[[ Supplied entries open ]]

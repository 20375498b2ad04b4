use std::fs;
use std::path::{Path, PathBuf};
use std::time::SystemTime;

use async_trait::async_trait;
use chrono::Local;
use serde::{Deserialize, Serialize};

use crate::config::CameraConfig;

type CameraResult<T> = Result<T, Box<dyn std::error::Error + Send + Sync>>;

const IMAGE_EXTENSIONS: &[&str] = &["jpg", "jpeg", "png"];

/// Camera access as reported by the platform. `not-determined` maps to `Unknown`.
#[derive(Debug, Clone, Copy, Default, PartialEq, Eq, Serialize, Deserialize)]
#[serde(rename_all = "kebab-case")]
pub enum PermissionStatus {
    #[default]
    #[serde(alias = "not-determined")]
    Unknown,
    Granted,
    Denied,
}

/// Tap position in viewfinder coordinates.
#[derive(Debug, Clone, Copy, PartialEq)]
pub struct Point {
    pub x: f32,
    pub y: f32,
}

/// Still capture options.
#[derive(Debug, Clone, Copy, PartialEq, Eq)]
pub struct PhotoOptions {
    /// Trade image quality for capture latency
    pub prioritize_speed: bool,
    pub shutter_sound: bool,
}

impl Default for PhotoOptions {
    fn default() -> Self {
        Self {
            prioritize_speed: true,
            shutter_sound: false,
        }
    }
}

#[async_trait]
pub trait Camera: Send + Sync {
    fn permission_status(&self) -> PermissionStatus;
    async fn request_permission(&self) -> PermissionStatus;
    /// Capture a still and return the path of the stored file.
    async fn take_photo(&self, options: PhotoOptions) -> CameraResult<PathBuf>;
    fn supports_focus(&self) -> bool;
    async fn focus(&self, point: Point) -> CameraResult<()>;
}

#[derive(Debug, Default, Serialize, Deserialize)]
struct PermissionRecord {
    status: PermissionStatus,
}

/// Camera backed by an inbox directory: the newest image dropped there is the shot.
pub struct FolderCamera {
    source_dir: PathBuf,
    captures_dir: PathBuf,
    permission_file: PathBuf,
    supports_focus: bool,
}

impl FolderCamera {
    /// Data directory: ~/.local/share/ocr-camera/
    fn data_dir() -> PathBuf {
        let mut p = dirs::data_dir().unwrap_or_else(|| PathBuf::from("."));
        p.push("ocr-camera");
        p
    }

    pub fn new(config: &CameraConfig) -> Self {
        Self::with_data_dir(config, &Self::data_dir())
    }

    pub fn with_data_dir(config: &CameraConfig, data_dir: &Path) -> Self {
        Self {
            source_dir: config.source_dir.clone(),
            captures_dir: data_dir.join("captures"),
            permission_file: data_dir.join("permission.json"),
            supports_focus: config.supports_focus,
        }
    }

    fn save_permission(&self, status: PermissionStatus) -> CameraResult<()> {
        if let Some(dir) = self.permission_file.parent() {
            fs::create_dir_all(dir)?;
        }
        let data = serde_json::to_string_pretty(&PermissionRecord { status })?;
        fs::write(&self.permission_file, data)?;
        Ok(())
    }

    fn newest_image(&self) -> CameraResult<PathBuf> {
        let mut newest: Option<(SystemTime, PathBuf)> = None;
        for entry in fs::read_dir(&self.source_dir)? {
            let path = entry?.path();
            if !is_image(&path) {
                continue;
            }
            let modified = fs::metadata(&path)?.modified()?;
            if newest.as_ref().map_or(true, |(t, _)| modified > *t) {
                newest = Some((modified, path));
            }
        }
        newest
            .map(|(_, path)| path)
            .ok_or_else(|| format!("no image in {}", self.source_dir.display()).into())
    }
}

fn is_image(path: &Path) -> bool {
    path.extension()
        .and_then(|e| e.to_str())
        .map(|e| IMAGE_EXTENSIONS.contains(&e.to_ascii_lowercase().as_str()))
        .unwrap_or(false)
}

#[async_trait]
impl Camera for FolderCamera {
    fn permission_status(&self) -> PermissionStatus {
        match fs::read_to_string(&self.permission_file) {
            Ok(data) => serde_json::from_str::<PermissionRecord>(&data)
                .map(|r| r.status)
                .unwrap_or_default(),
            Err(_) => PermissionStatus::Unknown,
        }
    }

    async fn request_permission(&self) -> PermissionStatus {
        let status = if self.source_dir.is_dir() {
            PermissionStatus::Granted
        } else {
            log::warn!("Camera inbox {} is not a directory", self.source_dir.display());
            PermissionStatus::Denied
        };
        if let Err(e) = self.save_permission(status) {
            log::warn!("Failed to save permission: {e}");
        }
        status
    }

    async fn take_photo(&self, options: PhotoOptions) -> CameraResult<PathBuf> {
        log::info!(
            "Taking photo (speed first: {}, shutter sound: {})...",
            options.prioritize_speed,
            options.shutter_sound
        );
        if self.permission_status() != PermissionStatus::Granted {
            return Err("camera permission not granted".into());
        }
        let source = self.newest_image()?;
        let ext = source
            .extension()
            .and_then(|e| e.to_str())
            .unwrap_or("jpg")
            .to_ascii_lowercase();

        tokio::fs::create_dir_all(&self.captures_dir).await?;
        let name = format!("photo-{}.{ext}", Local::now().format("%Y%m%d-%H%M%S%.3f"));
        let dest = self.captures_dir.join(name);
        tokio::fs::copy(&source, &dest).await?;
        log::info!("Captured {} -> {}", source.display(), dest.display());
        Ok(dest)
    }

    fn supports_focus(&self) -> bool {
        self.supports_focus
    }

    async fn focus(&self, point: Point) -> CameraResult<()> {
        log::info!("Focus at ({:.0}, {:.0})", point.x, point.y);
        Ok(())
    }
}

[[ Supplied entries closed ]]
[[ Supplied entries open ]]

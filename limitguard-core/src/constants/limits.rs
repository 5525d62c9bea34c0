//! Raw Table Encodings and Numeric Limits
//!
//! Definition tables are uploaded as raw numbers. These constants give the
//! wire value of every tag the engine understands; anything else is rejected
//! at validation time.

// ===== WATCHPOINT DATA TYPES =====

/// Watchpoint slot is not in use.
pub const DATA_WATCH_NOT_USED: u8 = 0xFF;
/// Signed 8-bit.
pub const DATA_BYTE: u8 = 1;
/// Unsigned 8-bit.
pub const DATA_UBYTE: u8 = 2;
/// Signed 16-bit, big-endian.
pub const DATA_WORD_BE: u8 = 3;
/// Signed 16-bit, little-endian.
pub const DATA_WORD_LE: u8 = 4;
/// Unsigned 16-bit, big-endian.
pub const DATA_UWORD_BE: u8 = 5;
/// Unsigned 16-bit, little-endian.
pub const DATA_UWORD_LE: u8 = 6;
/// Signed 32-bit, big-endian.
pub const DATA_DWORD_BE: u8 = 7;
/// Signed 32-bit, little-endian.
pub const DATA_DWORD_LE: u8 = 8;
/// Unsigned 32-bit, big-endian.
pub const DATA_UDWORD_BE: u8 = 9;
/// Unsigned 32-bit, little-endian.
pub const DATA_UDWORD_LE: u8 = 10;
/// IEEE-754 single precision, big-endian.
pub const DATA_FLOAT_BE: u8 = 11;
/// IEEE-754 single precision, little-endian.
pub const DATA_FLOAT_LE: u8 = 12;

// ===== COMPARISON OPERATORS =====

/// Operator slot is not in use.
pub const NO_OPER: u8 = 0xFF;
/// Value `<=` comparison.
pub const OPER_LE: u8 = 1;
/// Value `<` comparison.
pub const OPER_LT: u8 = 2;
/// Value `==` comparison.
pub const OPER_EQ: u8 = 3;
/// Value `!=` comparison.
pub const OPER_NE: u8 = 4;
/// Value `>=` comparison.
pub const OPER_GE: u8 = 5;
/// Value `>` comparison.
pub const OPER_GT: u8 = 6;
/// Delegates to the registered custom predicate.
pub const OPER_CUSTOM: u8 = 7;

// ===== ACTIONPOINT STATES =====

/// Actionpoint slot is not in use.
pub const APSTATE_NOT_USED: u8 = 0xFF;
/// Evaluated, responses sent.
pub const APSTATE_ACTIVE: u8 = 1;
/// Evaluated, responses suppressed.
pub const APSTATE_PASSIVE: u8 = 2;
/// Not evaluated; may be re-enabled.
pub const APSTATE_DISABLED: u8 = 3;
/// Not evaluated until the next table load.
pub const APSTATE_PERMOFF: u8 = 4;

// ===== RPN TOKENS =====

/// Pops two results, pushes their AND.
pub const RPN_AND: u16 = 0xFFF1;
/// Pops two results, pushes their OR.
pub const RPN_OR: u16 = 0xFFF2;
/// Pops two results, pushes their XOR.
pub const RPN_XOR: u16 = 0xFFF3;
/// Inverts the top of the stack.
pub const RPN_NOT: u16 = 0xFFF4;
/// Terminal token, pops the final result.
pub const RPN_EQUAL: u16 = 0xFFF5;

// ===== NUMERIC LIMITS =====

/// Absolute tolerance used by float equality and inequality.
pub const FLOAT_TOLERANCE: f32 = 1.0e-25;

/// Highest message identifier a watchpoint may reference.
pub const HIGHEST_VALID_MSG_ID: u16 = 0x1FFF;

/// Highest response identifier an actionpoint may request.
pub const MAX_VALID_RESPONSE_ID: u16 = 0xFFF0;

[[ Supplied entries closed ]]

- _Task requirements_: Pull every line containing "repository" from the data.

- _Written response_:
repository 20375498b2ad04b4
repository 5525d62c9bea34c0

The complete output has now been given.